■ **EXERCISE DATA**:
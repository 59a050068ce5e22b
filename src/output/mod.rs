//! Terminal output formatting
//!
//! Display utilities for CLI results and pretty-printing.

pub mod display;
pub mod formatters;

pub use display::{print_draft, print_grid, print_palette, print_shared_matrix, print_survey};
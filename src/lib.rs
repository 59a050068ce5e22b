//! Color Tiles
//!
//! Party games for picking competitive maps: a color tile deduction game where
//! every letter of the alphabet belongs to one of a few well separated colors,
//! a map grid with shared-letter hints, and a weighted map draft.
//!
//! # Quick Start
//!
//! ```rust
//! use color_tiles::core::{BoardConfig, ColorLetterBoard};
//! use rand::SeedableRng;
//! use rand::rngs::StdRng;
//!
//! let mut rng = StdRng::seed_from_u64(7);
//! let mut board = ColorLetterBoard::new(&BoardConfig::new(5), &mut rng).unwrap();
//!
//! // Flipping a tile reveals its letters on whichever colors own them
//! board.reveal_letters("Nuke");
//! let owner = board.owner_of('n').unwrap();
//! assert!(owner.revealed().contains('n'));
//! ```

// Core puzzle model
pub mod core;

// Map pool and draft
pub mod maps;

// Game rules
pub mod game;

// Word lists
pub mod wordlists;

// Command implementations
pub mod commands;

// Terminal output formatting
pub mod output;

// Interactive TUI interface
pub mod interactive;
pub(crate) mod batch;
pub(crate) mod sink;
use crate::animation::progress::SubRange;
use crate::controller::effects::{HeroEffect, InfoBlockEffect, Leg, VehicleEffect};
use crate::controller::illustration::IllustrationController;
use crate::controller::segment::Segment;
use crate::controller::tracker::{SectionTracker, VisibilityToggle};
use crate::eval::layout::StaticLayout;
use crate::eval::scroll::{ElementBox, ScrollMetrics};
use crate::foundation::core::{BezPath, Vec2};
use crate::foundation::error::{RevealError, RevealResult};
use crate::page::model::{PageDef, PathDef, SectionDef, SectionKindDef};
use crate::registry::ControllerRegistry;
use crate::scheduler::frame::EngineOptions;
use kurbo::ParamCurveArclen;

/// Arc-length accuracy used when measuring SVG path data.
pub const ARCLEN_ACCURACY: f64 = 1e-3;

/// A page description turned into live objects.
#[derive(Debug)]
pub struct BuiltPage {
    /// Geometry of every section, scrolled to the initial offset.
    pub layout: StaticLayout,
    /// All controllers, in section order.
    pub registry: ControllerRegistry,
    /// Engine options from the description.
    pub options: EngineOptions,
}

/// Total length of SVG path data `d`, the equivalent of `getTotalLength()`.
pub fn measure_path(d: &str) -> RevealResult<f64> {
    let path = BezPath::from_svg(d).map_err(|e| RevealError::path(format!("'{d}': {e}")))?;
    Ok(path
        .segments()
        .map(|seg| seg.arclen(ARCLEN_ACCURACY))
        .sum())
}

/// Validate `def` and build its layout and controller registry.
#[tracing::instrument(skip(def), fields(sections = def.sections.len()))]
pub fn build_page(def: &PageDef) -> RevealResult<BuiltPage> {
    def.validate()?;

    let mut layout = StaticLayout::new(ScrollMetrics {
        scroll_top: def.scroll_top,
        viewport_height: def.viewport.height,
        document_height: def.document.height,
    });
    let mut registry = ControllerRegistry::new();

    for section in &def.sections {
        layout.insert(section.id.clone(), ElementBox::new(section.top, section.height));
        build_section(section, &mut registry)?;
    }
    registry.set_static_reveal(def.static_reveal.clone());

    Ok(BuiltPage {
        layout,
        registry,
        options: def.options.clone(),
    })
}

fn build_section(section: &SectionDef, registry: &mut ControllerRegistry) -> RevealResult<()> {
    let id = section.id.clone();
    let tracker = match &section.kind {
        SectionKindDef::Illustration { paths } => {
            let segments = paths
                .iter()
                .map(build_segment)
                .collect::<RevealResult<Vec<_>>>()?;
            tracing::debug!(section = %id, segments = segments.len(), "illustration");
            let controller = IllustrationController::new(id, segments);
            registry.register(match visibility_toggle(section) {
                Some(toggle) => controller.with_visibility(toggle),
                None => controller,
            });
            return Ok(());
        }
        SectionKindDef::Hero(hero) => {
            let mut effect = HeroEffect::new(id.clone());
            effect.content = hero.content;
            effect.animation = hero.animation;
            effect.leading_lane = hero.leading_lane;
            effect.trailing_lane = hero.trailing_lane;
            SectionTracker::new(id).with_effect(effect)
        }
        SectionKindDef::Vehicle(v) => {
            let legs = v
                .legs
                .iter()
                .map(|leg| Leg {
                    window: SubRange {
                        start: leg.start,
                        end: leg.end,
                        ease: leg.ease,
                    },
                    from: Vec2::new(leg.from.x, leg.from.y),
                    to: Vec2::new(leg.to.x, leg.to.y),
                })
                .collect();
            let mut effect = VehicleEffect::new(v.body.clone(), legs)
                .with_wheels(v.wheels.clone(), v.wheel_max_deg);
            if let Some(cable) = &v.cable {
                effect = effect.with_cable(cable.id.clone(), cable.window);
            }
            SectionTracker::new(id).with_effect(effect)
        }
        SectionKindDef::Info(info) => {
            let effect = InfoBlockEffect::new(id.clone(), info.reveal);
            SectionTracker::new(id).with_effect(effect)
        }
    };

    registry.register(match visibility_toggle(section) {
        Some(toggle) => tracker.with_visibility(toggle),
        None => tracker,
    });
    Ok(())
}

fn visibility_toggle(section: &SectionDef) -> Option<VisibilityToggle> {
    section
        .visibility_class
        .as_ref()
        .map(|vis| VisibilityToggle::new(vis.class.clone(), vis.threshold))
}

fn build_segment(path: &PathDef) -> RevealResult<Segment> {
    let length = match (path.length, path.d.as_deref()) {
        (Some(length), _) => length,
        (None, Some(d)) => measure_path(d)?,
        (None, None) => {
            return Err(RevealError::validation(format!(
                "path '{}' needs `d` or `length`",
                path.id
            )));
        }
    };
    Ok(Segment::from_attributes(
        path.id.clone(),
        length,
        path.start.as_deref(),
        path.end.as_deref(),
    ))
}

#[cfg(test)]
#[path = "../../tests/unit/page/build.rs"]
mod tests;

■ **GOAL OF THE EXERCISE**:
Give a verbatim copy of the material above.

■ **ANSWER FOR THIS EXERCISE**:
repository 59a050068ce5e22b
filename src/output/mod.rs
//! Terminal output formatting
//!
//! Display utilities for CLI results and pretty-printing.

pub mod display;
pub mod formatters;

pub use display::{print_draft, print_grid, print_palette, print_shared_matrix, print_survey};
filename src/lib.rs
repository 59a050068ce5e22b
//! Color Tiles
//!
//! Party games for picking competitive maps: a color tile deduction game where
//! every letter of the alphabet belongs to one of a few well separated colors,
//! a map grid with shared-letter hints, and a weighted map draft.
//!
//! # Quick Start
//!
//! ```rust
//! use color_tiles::core::{BoardConfig, ColorLetterBoard};
//! use rand::SeedableRng;
//! use rand::rngs::StdRng;
//!
//! let mut rng = StdRng::seed_from_u64(7);
//! let mut board = ColorLetterBoard::new(&BoardConfig::new(5), &mut rng).unwrap();
//!
//! // Flipping a tile reveals its letters on whichever colors own them
//! board.reveal_letters("Nuke");
//! let owner = board.owner_of('n').unwrap();
//! assert!(owner.revealed().contains('n'));
//! ```

// Core puzzle model
pub mod core;

// Map pool and draft
pub mod maps;

// Game rules
pub mod game;

// Word lists
pub mod wordlists;

// Command implementations
pub mod commands;

// Terminal output formatting
pub mod output;

// Interactive TUI interface
pub mod interactive;
pub(crate) mod batch;
pub(crate) mod sink;
use crate::animation::progress::SubRange;
use crate::controller::effects::{HeroEffect, InfoBlockEffect, Leg, VehicleEffect};
use crate::controller::illustration::IllustrationController;
use crate::controller::segment::Segment;
use crate::controller::tracker::{SectionTracker, VisibilityToggle};
use crate::eval::layout::StaticLayout;
use crate::eval::scroll::{ElementBox, ScrollMetrics};
use crate::foundation::core::{BezPath, Vec2};
use crate::foundation::error::{RevealError, RevealResult};
use crate::page::model::{PageDef, PathDef, SectionDef, SectionKindDef};
use crate::registry::ControllerRegistry;
use crate::scheduler::frame::EngineOptions;
use kurbo::ParamCurveArclen;

/// Arc-length accuracy used when measuring SVG path data.
pub const ARCLEN_ACCURACY: f64 = 1e-3;

/// A page description turned into live objects.
#[derive(Debug)]
pub struct BuiltPage {
    /// Geometry of every section, scrolled to the initial offset.
    pub layout: StaticLayout,
    /// All controllers, in section order.
    pub registry: ControllerRegistry,
    /// Engine options from the description.
    pub options: EngineOptions,
}

/// Total length of SVG path data `d`, the equivalent of `getTotalLength()`.
pub fn measure_path(d: &str) -> RevealResult<f64> {
    let path = BezPath::from_svg(d).map_err(|e| RevealError::path(format!("'{d}': {e}")))?;
    Ok(path
        .segments()
        .map(|seg| seg.arclen(ARCLEN_ACCURACY))
        .sum())
}

/// Validate `def` and build its layout and controller registry.
#[tracing::instrument(skip(def), fields(sections = def.sections.len()))]
pub fn build_page(def: &PageDef) -> RevealResult<BuiltPage> {
    def.validate()?;

    let mut layout = StaticLayout::new(ScrollMetrics {
        scroll_top: def.scroll_top,
        viewport_height: def.viewport.height,
        document_height: def.document.height,
    });
    let mut registry = ControllerRegistry::new();

    for section in &def.sections {
        layout.insert(section.id.clone(), ElementBox::new(section.top, section.height));
        build_section(section, &mut registry)?;
    }
    registry.set_static_reveal(def.static_reveal.clone());

    Ok(BuiltPage {
        layout,
        registry,
        options: def.options.clone(),
    })
}

fn build_section(section: &SectionDef, registry: &mut ControllerRegistry) -> RevealResult<()> {
    let id = section.id.clone();
    let tracker = match &section.kind {
        SectionKindDef::Illustration { paths } => {
            let segments = paths
                .iter()
                .map(build_segment)
                .collect::<RevealResult<Vec<_>>>()?;
            tracing::debug!(section = %id, segments = segments.len(), "illustration");
            let controller = IllustrationController::new(id, segments);
            registry.register(match visibility_toggle(section) {
                Some(toggle) => controller.with_visibility(toggle),
                None => controller,
            });
            return Ok(());
        }
        SectionKindDef::Hero(hero) => {
            let mut effect = HeroEffect::new(id.clone());
            effect.content = hero.content;
            effect.animation = hero.animation;
            effect.leading_lane = hero.leading_lane;
            effect.trailing_lane = hero.trailing_lane;
            SectionTracker::new(id).with_effect(effect)
        }
        SectionKindDef::Vehicle(v) => {
            let legs = v
                .legs
                .iter()
                .map(|leg| Leg {
                    window: SubRange {
                        start: leg.start,
                        end: leg.end,
                        ease: leg.ease,
                    },
                    from: Vec2::new(leg.from.x, leg.from.y),
                    to: Vec2::new(leg.to.x, leg.to.y),
                })
                .collect();
            let mut effect = VehicleEffect::new(v.body.clone(), legs)
                .with_wheels(v.wheels.clone(), v.wheel_max_deg);
            if let Some(cable) = &v.cable {
                effect = effect.with_cable(cable.id.clone(), cable.window);
            }
            SectionTracker::new(id).with_effect(effect)
        }
        SectionKindDef::Info(info) => {
            let effect = InfoBlockEffect::new(id.clone(), info.reveal);
            SectionTracker::new(id).with_effect(effect)
        }
    };

    registry.register(match visibility_toggle(section) {
        Some(toggle) => tracker.with_visibility(toggle),
        None => tracker,
    });
    Ok(())
}

fn visibility_toggle(section: &SectionDef) -> Option<VisibilityToggle> {
    section
        .visibility_class
        .as_ref()
        .map(|vis| VisibilityToggle::new(vis.class.clone(), vis.threshold))
}

fn build_segment(path: &PathDef) -> RevealResult<Segment> {
    let length = match (path.length, path.d.as_deref()) {
        (Some(length), _) => length,
        (None, Some(d)) => measure_path(d)?,
        (None, None) => {
            return Err(RevealError::validation(format!(
                "path '{}' needs `d` or `length`",
                path.id
            )));
        }
    };
    Ok(Segment::from_attributes(
        path.id.clone(),
        length,
        path.start.as_deref(),
        path.end.as_deref(),
    ))
}

#[cfg(test)]
#[path = "../../tests/unit/page/build.rs"]
mod tests;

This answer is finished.